The records below are split into lines. How many of those lines contain the string "VectorFormat"? Reply with the number only.
=== Begin Enclosure ===
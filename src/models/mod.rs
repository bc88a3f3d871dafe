//! Word vector models
//!
//! Loaded embedding stores, the per-language registry that serves them,
//! and the generator used for out-of-vocabulary words.

pub mod config;
pub mod fallback;
pub mod registry;
pub mod store;

// Re-exports
pub use config::{LanguageConfig, ModelsConfig, UnknownWordPolicy};
pub use fallback::FallbackVectorGenerator;
pub use registry::ModelRegistry;
pub use store::{EmbeddingStore, StoreInfo};

/// Word vector type
pub type Vector = Vec<f32>;

/// Result type for word vector operations
pub type VectorResult<T> = Result<T, VectorError>;

/// Errors that can occur while loading or serving word vectors
#[derive(Debug, thiserror::Error)]
pub enum VectorError {
    #[error("Bad request: {message}")]
    BadRequest { message: String },

    #[error("No model loaded for language '{language}'")]
    NotLoaded { language: String },

    #[error("Failed to load vectors from {source_path}: {error}")]
    LoadError { source_path: String, error: String },

    #[error("Internal error: {message}")]
    Internal { message: String },

    #[error("Configuration error: {message}")]
    ConfigError { message: String },

    #[error("IO error: {error}")]
    IoError { error: std::io::Error },

    #[error("TOML parsing error: {error}")]
    TomlError { error: toml::de::Error },
}

impl VectorError {
    pub fn bad_request(message: impl Into<String>) -> Self {
        VectorError::BadRequest { message: message.into() }
    }

    pub fn load_error(source_path: impl Into<String>, error: impl Into<String>) -> Self {
        VectorError::LoadError {
            source_path: source_path.into(),
            error: error.into(),
        }
    }
}

impl From<std::io::Error> for VectorError {
    fn from(error: std::io::Error) -> Self {
        VectorError::IoError { error }
    }
}

impl From<toml::de::Error> for VectorError {
    fn from(error: toml::de::Error) -> Self {
        VectorError::TomlError { error }
    }
}
/// Root endpoint - server info
async fn handle_root(state: &ServerState) -> Response<Body> {
    let registry = state.handlers.registry();
    let info = serde_json::json!({
        "name": "Word Vector Server",
        "version": env!("CARGO_PKG_VERSION"),
        "default_language": registry.default_language(),
        "unknown_words": state.handlers.unknown_word_policy(),
        "models": registry.store_infos().await,
        "endpoints": {
            "words": { "method": "POST", "path": "/words" },
            "word": { "method": "GET", "path": "/words/{word}" },
            "unk_words": { "method": "POST", "path": "/unk_words" },
            "reload": { "method": "POST", "path": "/reload" },
            "health": { "method": "GET", "path": "/health" }
        }
    });

    json_response(StatusCode::OK, &info)
}

/// OPTIONS handler for CORS preflight
fn handle_options() -> Response<Body> {
    empty_response(StatusCode::NO_CONTENT)
}

fn error_response(request_id: Uuid, method: &Method, path: &str, error: &RouteError) -> Response<Body> {
    let error = match error {
        RouteError::BodyTooLarge(limit) => {
            info!("Rejected {} {}: body over {} bytes [{}]", method, path, limit, request_id);
            return json_response(
                StatusCode::PAYLOAD_TOO_LARGE,
                &HttpErrorResponse::body_too_large(*limit),
            );
        }
        RouteError::Vector(error) => error,
    };

    let status = match error {
        VectorError::BadRequest { .. } => {
            info!("Bad request {} {}: {} [{}]", method, path, error, request_id);
            StatusCode::BAD_REQUEST
        }
        VectorError::NotLoaded { .. } => {
            warn!("⚠️  {} {}: {} [{}]", method, path, error, request_id);
            StatusCode::SERVICE_UNAVAILABLE
        }
        _ => {
            error!("❌ {} {} failed: {} [{}]", method, path, error, request_id);
            StatusCode::INTERNAL_SERVER_ERROR
        }
    };

    json_response(status, &HttpErrorResponse::from_error(error))
}

fn empty_response(status: StatusCode) -> Response<Body> {
    let mut response = Response::new(Body::empty());
    *response.status_mut() = status;
    response
}
//! Word Vector Server
//!
//! Wires the registry, the handlers and the HTTP listener together. The
//! listener comes up before the vectors are loaded so `/health` can report
//! 503 during startup; a failed initial load stops the server.

use std::sync::Arc;
use tracing::{error, info};

use crate::handlers::RequestHandlers;
use crate::loaders::{EmbeddingLoader, FileLoader};
use crate::models::ModelRegistry;
use crate::server::config::ServerConfig;
use crate::server::hyper_server::start_hyper_http_server;

pub struct WordVectorServer {
    config: Arc<ServerConfig>,
    registry: Arc<ModelRegistry>,
    handlers: Arc<RequestHandlers>,
}

impl WordVectorServer {
    /// Create a server reading vector files from disk
    pub fn new(config: ServerConfig) -> Self {
        Self::with_loader(config, Arc::new(FileLoader::new()))
    }

    pub fn with_loader(config: ServerConfig, loader: Arc<dyn EmbeddingLoader>) -> Self {
        info!("🚀 Initializing Word Vector Server");

        let registry = Arc::new(ModelRegistry::from_config(loader, &config.models));
        let handlers = Arc::new(RequestHandlers::from_config(
            Arc::clone(&registry),
            &config.models,
        ));

        match registry.default_language() {
            Some(language) => info!("🌐 Default language: {}", language),
            None => info!("🌐 No default language, requests must name one"),
        }

        Self {
            config: Arc::new(config),
            registry,
            handlers,
        }
    }

    pub fn registry(&self) -> &Arc<ModelRegistry> {
        &self.registry
    }

    pub fn handlers(&self) -> &Arc<RequestHandlers> {
        &self.handlers
    }

    /// Serve until shutdown. Returns an error if the initial load fails.
    pub async fn start(&self) -> Result<(), Box<dyn std::error::Error>> {
        let serve = start_hyper_http_server(Arc::clone(&self.config), Arc::clone(&self.handlers));
        tokio::pin!(serve);

        let load = self.registry.load_from_config();
        tokio::select! {
            result = &mut serve => return result,
            result = load => {
                if let Err(e) = result {
                    error!("❌ Initial vector load failed: {}", e);
                    return Err(e.into());
                }
                info!(
                    "✅ Word vectors loaded for {:?}, ready to serve",
                    self.registry.loaded_languages().await
                );
            }
        }

        serve.await
    }
}
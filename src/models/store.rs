//! In-memory embedding store
//!
//! One `EmbeddingStore` holds every vector of a single language model along
//! with the statistics computed when it was loaded. Stores are immutable:
//! a reload builds a new store and the registry swaps the reference.

use serde::{Deserialize, Serialize};
use std::collections::HashMap;

use crate::models::{Vector, VectorError, VectorResult};

/// Summary of a loaded store, reported by the info and health endpoints
#[derive(Debug, Clone, PartialEq, Serialize, Deserialize)]
pub struct StoreInfo {
    /// Language code the store serves
    pub language: String,
    /// Path the vectors were loaded from
    pub source: String,
    /// Number of words in the vocabulary
    pub words: usize,
    /// Length of every vector
    pub dimension: usize,
    /// Mean Euclidean norm over all vectors
    pub mean_norm: f64,
}

/// Word to vector mapping for one loaded language model
#[derive(Debug)]
pub struct EmbeddingStore {
    language: String,
    source: String,
    vectors: HashMap<String, Vector>,
    dimension: usize,
    mean_norm: f64,
}

impl EmbeddingStore {
    /// Build a store from a finished loader mapping.
    ///
    /// Fails when the mapping is empty, when vectors disagree in length or
    /// when a component is NaN or infinite.
    pub fn new(
        language: impl Into<String>,
        source: impl Into<String>,
        vectors: HashMap<String, Vector>,
    ) -> VectorResult<Self> {
        let source = source.into();

        let dimension = match vectors.values().next() {
            Some(vector) => vector.len(),
            None => return Err(VectorError::load_error(source, "no vectors found")),
        };
        if dimension == 0 {
            return Err(VectorError::load_error(source, "vectors have zero length"));
        }

        let mut norm_sum = 0.0f64;
        for (word, vector) in &vectors {
            if vector.len() != dimension {
                return Err(VectorError::load_error(
                    source,
                    format!(
                        "vector for '{}' has {} components, expected {}",
                        word,
                        vector.len(),
                        dimension
                    ),
                ));
            }
            if vector.iter().any(|x| !x.is_finite()) {
                return Err(VectorError::load_error(
                    source,
                    format!("vector for '{}' has a non-finite component", word),
                ));
            }
            norm_sum += l2_norm(vector);
        }
        let mean_norm = norm_sum / vectors.len() as f64;

        Ok(Self {
            language: language.into(),
            source,
            vectors,
            dimension,
            mean_norm,
        })
    }

    /// Exact-string lookup; no case folding or normalization
    pub fn lookup(&self, word: &str) -> Option<&Vector> {
        self.vectors.get(word)
    }

    pub fn contains(&self, word: &str) -> bool {
        self.vectors.contains_key(word)
    }

    pub fn language(&self) -> &str {
        &self.language
    }

    pub fn source(&self) -> &str {
        &self.source
    }

    pub fn dimension(&self) -> usize {
        self.dimension
    }

    pub fn mean_norm(&self) -> f64 {
        self.mean_norm
    }

    pub fn len(&self) -> usize {
        self.vectors.len()
    }

    pub fn is_empty(&self) -> bool {
        self.vectors.is_empty()
    }

    pub fn info(&self) -> StoreInfo {
        StoreInfo {
            language: self.language.clone(),
            source: self.source.clone(),
            words: self.vectors.len(),
            dimension: self.dimension,
            mean_norm: self.mean_norm,
        }
    }
}

/// Euclidean norm, accumulated in f64
pub fn l2_norm(vector: &[f32]) -> f64 {
    vector
        .iter()
        .map(|&x| {
            let x = x as f64;
            x * x
        })
        .sum::<f64>()
        .sqrt()
}

#[cfg(test)]
mod tests {
    use super::*;

    fn sample_vectors() -> HashMap<String, Vector> {
        let mut vectors = HashMap::new();
        vectors.insert("cat".to_string(), vec![3.0, 4.0, 0.0]);
        vectors.insert("dog".to_string(), vec![0.0, 0.0, 1.0]);
        vectors.insert("Word".to_string(), vec![1.0, 0.0, 0.0]);
        vectors
    }

    #[test]
    fn test_store_statistics() {
        let store = EmbeddingStore::new("en", "test.txt", sample_vectors()).unwrap();
        assert_eq!(store.dimension(), 3);
        assert_eq!(store.len(), 3);
        // norms are 5, 1 and 1
        assert!((store.mean_norm() - 7.0 / 3.0).abs() < 1e-12);
    }

    #[test]
    fn test_lookup_returns_full_vectors() {
        let store = EmbeddingStore::new("en", "test.txt", sample_vectors()).unwrap();
        for word in ["cat", "dog", "Word"] {
            assert_eq!(store.lookup(word).unwrap().len(), store.dimension());
        }
        assert_eq!(store.lookup("cat"), Some(&vec![3.0, 4.0, 0.0]));
    }

    #[test]
    fn test_lookup_is_case_sensitive() {
        let store = EmbeddingStore::new("en", "test.txt", sample_vectors()).unwrap();
        assert!(store.contains("Word"));
        assert!(!store.contains("word"));
        assert!(store.lookup("word").is_none());
        assert!(store.lookup(" cat").is_none());
    }

    #[test]
    fn test_empty_mapping_is_a_load_error() {
        let result = EmbeddingStore::new("en", "empty.txt", HashMap::new());
        assert!(matches!(result, Err(VectorError::LoadError { .. })));
    }

    #[test]
    fn test_mismatched_dimensions_are_rejected() {
        let mut vectors = sample_vectors();
        vectors.insert("short".to_string(), vec![1.0]);
        let result = EmbeddingStore::new("en", "bad.txt", vectors);
        assert!(matches!(result, Err(VectorError::LoadError { .. })));
    }

    #[test]
    fn test_zero_length_vectors_are_rejected() {
        let mut vectors = HashMap::new();
        vectors.insert("nothing".to_string(), Vec::new());
        assert!(EmbeddingStore::new("en", "bad.txt", vectors).is_err());
    }

    #[test]
    fn test_non_finite_components_are_rejected() {
        for bad in [f32::NAN, f32::INFINITY, f32::NEG_INFINITY] {
            let mut vectors = sample_vectors();
            vectors.insert("broken".to_string(), vec![1.0, bad, 0.0]);
            let result = EmbeddingStore::new("en", "bad.txt", vectors);
            assert!(matches!(result, Err(VectorError::LoadError { .. })));
        }
    }

    #[test]
    fn test_store_info() {
        let store = EmbeddingStore::new("de", "/data/de.vec", sample_vectors()).unwrap();
        let info = store.info();
        assert_eq!(info.language, "de");
        assert_eq!(info.source, "/data/de.vec");
        assert_eq!(info.words, 3);
        assert_eq!(info.dimension, 3);
    }
}
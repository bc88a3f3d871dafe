//! Fallback vectors for out-of-vocabulary words
//!
//! A fallback vector is a standard-normal sample rescaled so its norm equals
//! the mean norm of the store it stands in for. It carries no meaning; it only
//! keeps downstream similarity code away from zero vectors.

use rand::Rng;
use rand_distr::{Distribution, StandardNormal};

use crate::models::{EmbeddingStore, Vector};

/// Generates norm-matched random vectors. Every call draws fresh samples.
#[derive(Debug, Clone, Copy, Default)]
pub struct FallbackVectorGenerator;

impl FallbackVectorGenerator {
    pub fn new() -> Self {
        Self
    }

    /// Random vector of `dimension` components with Euclidean norm `mean_norm`
    pub fn generate(&self, dimension: usize, mean_norm: f64) -> Vector {
        self.generate_with(&mut rand::thread_rng(), dimension, mean_norm)
    }

    /// Random vector scaled to the statistics of `store`
    pub fn generate_for(&self, store: &EmbeddingStore) -> Vector {
        self.generate(store.dimension(), store.mean_norm())
    }

    pub fn generate_with<R: Rng + ?Sized>(
        &self,
        rng: &mut R,
        dimension: usize,
        mean_norm: f64,
    ) -> Vector {
        if dimension == 0 {
            return Vec::new();
        }

        loop {
            let sample: Vec<f64> = (0..dimension)
                .map(|_| Distribution::<f64>::sample(&StandardNormal, &mut *rng))
                .collect();
            let norm = sample.iter().map(|x| x * x).sum::<f64>().sqrt();
            // An all-zero draw cannot be rescaled
            if norm == 0.0 || !norm.is_finite() {
                continue;
            }

            let scale = mean_norm / norm;
            return sample.into_iter().map(|x| (x * scale) as f32).collect();
        }
    }
}
//! Configuration for the served language models
//!
//! This is the `[models]` section of `config.toml`: which vector file backs
//! each language, which language is the default, and how unknown words are
//! answered.

use serde::{Deserialize, Serialize};
use std::collections::BTreeMap;
use std::str::FromStr;

use crate::loaders::VectorFormat;
use crate::models::{VectorError, VectorResult};

/// How a lookup answers a word missing from the vocabulary
#[derive(Debug, Clone, Copy, PartialEq, Eq, Default, Serialize, Deserialize)]
#[serde(rename_all = "lowercase")]
pub enum UnknownWordPolicy {
    /// Map the word to `null`
    #[default]
    Null,
    /// Map the word to a random vector scaled to the store's mean norm
    Fallback,
    /// Leave the word out of the response
    Omit,
}

impl FromStr for UnknownWordPolicy {
    type Err = VectorError;

    fn from_str(s: &str) -> Result<Self, Self::Err> {
        match s.trim().to_lowercase().as_str() {
            "null" | "none" => Ok(UnknownWordPolicy::Null),
            "fallback" | "random" => Ok(UnknownWordPolicy::Fallback),
            "omit" | "skip" => Ok(UnknownWordPolicy::Omit),
            other => Err(VectorError::ConfigError {
                message: format!("Unknown word policy '{}' (expected null, fallback or omit)", other),
            }),
        }
    }
}

/// Vector source for one language
#[derive(Debug, Clone, PartialEq, Deserialize, Serialize)]
pub struct LanguageConfig {
    /// Path of the vector file
    pub path: String,
    /// File format; detected from the path when absent
    #[serde(default)]
    pub format: Option<VectorFormat>,
    #[serde(default = "default_enabled")]
    pub enabled: bool,
}

fn default_enabled() -> bool {
    true
}

impl LanguageConfig {
    pub fn new(path: impl Into<String>) -> Self {
        Self {
            path: path.into(),
            format: None,
            enabled: true,
        }
    }
}

#[derive(Debug, Clone, PartialEq, Default, Deserialize, Serialize)]
pub struct ModelsConfig {
    /// Language served when a request names none
    #[serde(default)]
    pub default_language: Option<String>,
    /// Answer for out-of-vocabulary words
    #[serde(default)]
    pub unknown_words: UnknownWordPolicy,
    /// Look up tokens that parse as numbers under the `NUM` key
    #[serde(default)]
    pub normalize_numbers: bool,
    #[serde(default)]
    pub languages: BTreeMap<String, LanguageConfig>,
}

impl ModelsConfig {
    /// Load configuration from string
    pub fn from_str(content: &str) -> VectorResult<Self> {
        let config: ModelsConfig = toml::from_str(content)?;
        Ok(config)
    }

    /// All enabled languages, in name order
    pub fn enabled_languages(&self) -> Vec<(&str, &LanguageConfig)> {
        self.languages
            .iter()
            .filter(|(_, language)| language.enabled)
            .map(|(name, language)| (name.as_str(), language))
            .collect()
    }

    pub fn get_language(&self, name: &str) -> Option<&LanguageConfig> {
        self.languages.get(name)
    }

    /// Default language: the configured one, or the only enabled language
    pub fn resolved_default_language(&self) -> Option<String> {
        if let Some(language) = &self.default_language {
            return Some(language.clone());
        }
        match self.enabled_languages().as_slice() {
            [(name, _)] => Some(name.to_string()),
            _ => None,
        }
    }

    /// Validate the configuration
    pub fn validate(&self) -> VectorResult<()> {
        if self.enabled_languages().is_empty() {
            return Err(VectorError::ConfigError {
                message: "No enabled languages configured".to_string(),
            });
        }

        if let Some(default_language) = &self.default_language {
            match self.languages.get(default_language) {
                None => {
                    return Err(VectorError::ConfigError {
                        message: format!("Default language '{}' not found in languages", default_language),
                    });
                }
                Some(language) if !language.enabled => {
                    return Err(VectorError::ConfigError {
                        message: format!("Default language '{}' is not enabled", default_language),
                    });
                }
                Some(_) => {}
            }
        }

        for (name, language) in &self.languages {
            if language.path.trim().is_empty() {
                return Err(VectorError::ConfigError {
                    message: format!("Language '{}' has an empty vector path", name),
                });
            }
        }

        Ok(())
    }
}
=== End Enclosure ===
### Answer section
2